**WORK ORDER:** Your answer must be the lines of the entries below, exactly as written, from the first line through the line containing "if expires <= now.timestamp()".

(Dataset entries)
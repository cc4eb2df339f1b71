//! 调用者身份解析：静态 API key + Telegram 用户 id，或签名会话 cookie

use axum::http::{header::COOKIE, HeaderMap};
use base64::{engine::general_purpose::URL_SAFE_NO_PAD, Engine};
use chrono::{DateTime, Duration, Utc};
use hmac::{Hmac, Mac};
use sha2::Sha256;
use tracing::{debug, warn};

use crate::config::AuthConfig;
use crate::storage::models::User;
use crate::storage::Database;
use crate::utils::GatewayResult;

pub use crate::cas::client::API_KEY_HEADER;

pub const TELEGRAM_USER_HEADER: &str = "Telegram-User-Id";
pub const SESSION_COOKIE: &str = "api-token";

type HmacSha256 = Hmac<Sha256>;

/// 会话 token 格式: `<user_id>.<expires_unix>.<base64url(hmac)>`
#[derive(Clone)]
pub struct SessionSigner {
    secret: Vec<u8>,
    ttl: Duration,
}

impl SessionSigner {
    pub fn new(secret: &str, ttl_minutes: i64) -> Self {
        Self {
            secret: secret.as_bytes().to_vec(),
            ttl: Duration::minutes(ttl_minutes),
        }
    }

    pub fn from_config(config: &AuthConfig) -> Self {
        Self::new(&config.session_secret, config.session_ttl_minutes)
    }

    fn mac(&self, payload: &str) -> HmacSha256 {
        let mut mac =
            HmacSha256::new_from_slice(&self.secret).expect("HMAC accepts any key length");
        mac.update(payload.as_bytes());
        mac
    }

    pub fn issue(&self, user_id: i64) -> String {
        self.issue_at(user_id, Utc::now())
    }

    fn issue_at(&self, user_id: i64, now: DateTime<Utc>) -> String {
        let payload = format!("{}.{}", user_id, (now + self.ttl).timestamp());
        let tag = URL_SAFE_NO_PAD.encode(self.mac(&payload).finalize().into_bytes());
        format!("{}.{}", payload, tag)
    }

    pub fn verify(&self, token: &str) -> Option<i64> {
        self.verify_at(token, Utc::now())
    }

    fn verify_at(&self, token: &str, now: DateTime<Utc>) -> Option<i64> {
        let (payload, tag) = token.rsplit_once('.')?;
        let (user_id, expires) = payload.split_once('.')?;

        let tag = URL_SAFE_NO_PAD.decode(tag).ok()?;
        self.mac(payload).verify_slice(&tag).ok()?;

        let expires: i64 = expires.parse().ok()?;
        if expires <= now.timestamp() {
            debug!("会话已过期: user_id={}", user_id);
            return None;
        }
        user_id.parse().ok()
    }
}

fn header_str<'a>(headers: &'a HeaderMap, name: &str) -> Option<&'a str> {
    headers.get(name).and_then(|v| v.to_str().ok())
}

pub fn cookie_value<'a>(headers: &'a HeaderMap, name: &str) -> Option<&'a str> {
    headers
        .get_all(COOKIE)
        .iter()
        .filter_map(|v| v.to_str().ok())
        .flat_map(|v| v.split(';'))
        .filter_map(|pair| pair.trim().split_once('='))
        .find(|(key, _)| *key == name)
        .map(|(_, value)| value)
}

/// 无法解析出已注册用户时返回 None，由访问检查转换为 AccessDenied
pub async fn resolve_caller(
    headers: &HeaderMap,
    config: &AuthConfig,
    signer: &SessionSigner,
    db: &Database,
) -> GatewayResult<Option<User>> {
    let api_key_ok = header_str(headers, API_KEY_HEADER) == Some(config.web_service_api_key.as_str());

    let user_id = if api_key_ok {
        match header_str(headers, TELEGRAM_USER_HEADER).and_then(|v| v.trim().parse::<i64>().ok()) {
            Some(id) => id,
            None => {
                warn!("API key 正确但缺少 {} 头", TELEGRAM_USER_HEADER);
                return Ok(None);
            }
        }
    } else if let Some(token) = cookie_value(headers, SESSION_COOKIE) {
        match signer.verify(token) {
            Some(id) => id,
            None => {
                debug!("会话 token 校验失败");
                return Ok(None);
            }
        }
    } else {
        return Ok(None);
    };

    let user = db.get_user(user_id).await?;
    if user.is_none() {
        debug!("Telegram 用户尚未注册: {}", user_id);
    }
    Ok(user)
}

**RESPONSE TO THE EXERCISE:**
repository cc4eb2df339f1b71
//! 调用者身份解析：静态 API key + Telegram 用户 id，或签名会话 cookie

use axum::http::{header::COOKIE, HeaderMap};
use base64::{engine::general_purpose::URL_SAFE_NO_PAD, Engine};
use chrono::{DateTime, Duration, Utc};
use hmac::{Hmac, Mac};
use sha2::Sha256;
use tracing::{debug, warn};

use crate::config::AuthConfig;
use crate::storage::models::User;
use crate::storage::Database;
use crate::utils::GatewayResult;

pub use crate::cas::client::API_KEY_HEADER;

pub const TELEGRAM_USER_HEADER: &str = "Telegram-User-Id";
pub const SESSION_COOKIE: &str = "api-token";

type HmacSha256 = Hmac<Sha256>;

/// 会话 token 格式: `<user_id>.<expires_unix>.<base64url(hmac)>`
#[derive(Clone)]
pub struct SessionSigner {
    secret: Vec<u8>,
    ttl: Duration,
}

impl SessionSigner {
    pub fn new(secret: &str, ttl_minutes: i64) -> Self {
        Self {
            secret: secret.as_bytes().to_vec(),
            ttl: Duration::minutes(ttl_minutes),
        }
    }

    pub fn from_config(config: &AuthConfig) -> Self {
        Self::new(&config.session_secret, config.session_ttl_minutes)
    }

    fn mac(&self, payload: &str) -> HmacSha256 {
        let mut mac =
            HmacSha256::new_from_slice(&self.secret).expect("HMAC accepts any key length");
        mac.update(payload.as_bytes());
        mac
    }

    pub fn issue(&self, user_id: i64) -> String {
        self.issue_at(user_id, Utc::now())
    }

    fn issue_at(&self, user_id: i64, now: DateTime<Utc>) -> String {
        let payload = format!("{}.{}", user_id, (now + self.ttl).timestamp());
        let tag = URL_SAFE_NO_PAD.encode(self.mac(&payload).finalize().into_bytes());
        format!("{}.{}", payload, tag)
    }

    pub fn verify(&self, token: &str) -> Option<i64> {
        self.verify_at(token, Utc::now())
    }

    fn verify_at(&self, token: &str, now: DateTime<Utc>) -> Option<i64> {
        let (payload, tag) = token.rsplit_once('.')?;
        let (user_id, expires) = payload.split_once('.')?;

        let tag = URL_SAFE_NO_PAD.decode(tag).ok()?;
        self.mac(payload).verify_slice(&tag).ok()?;

        let expires: i64 = expires.parse().ok()?;
        if expires <= now.timestamp() {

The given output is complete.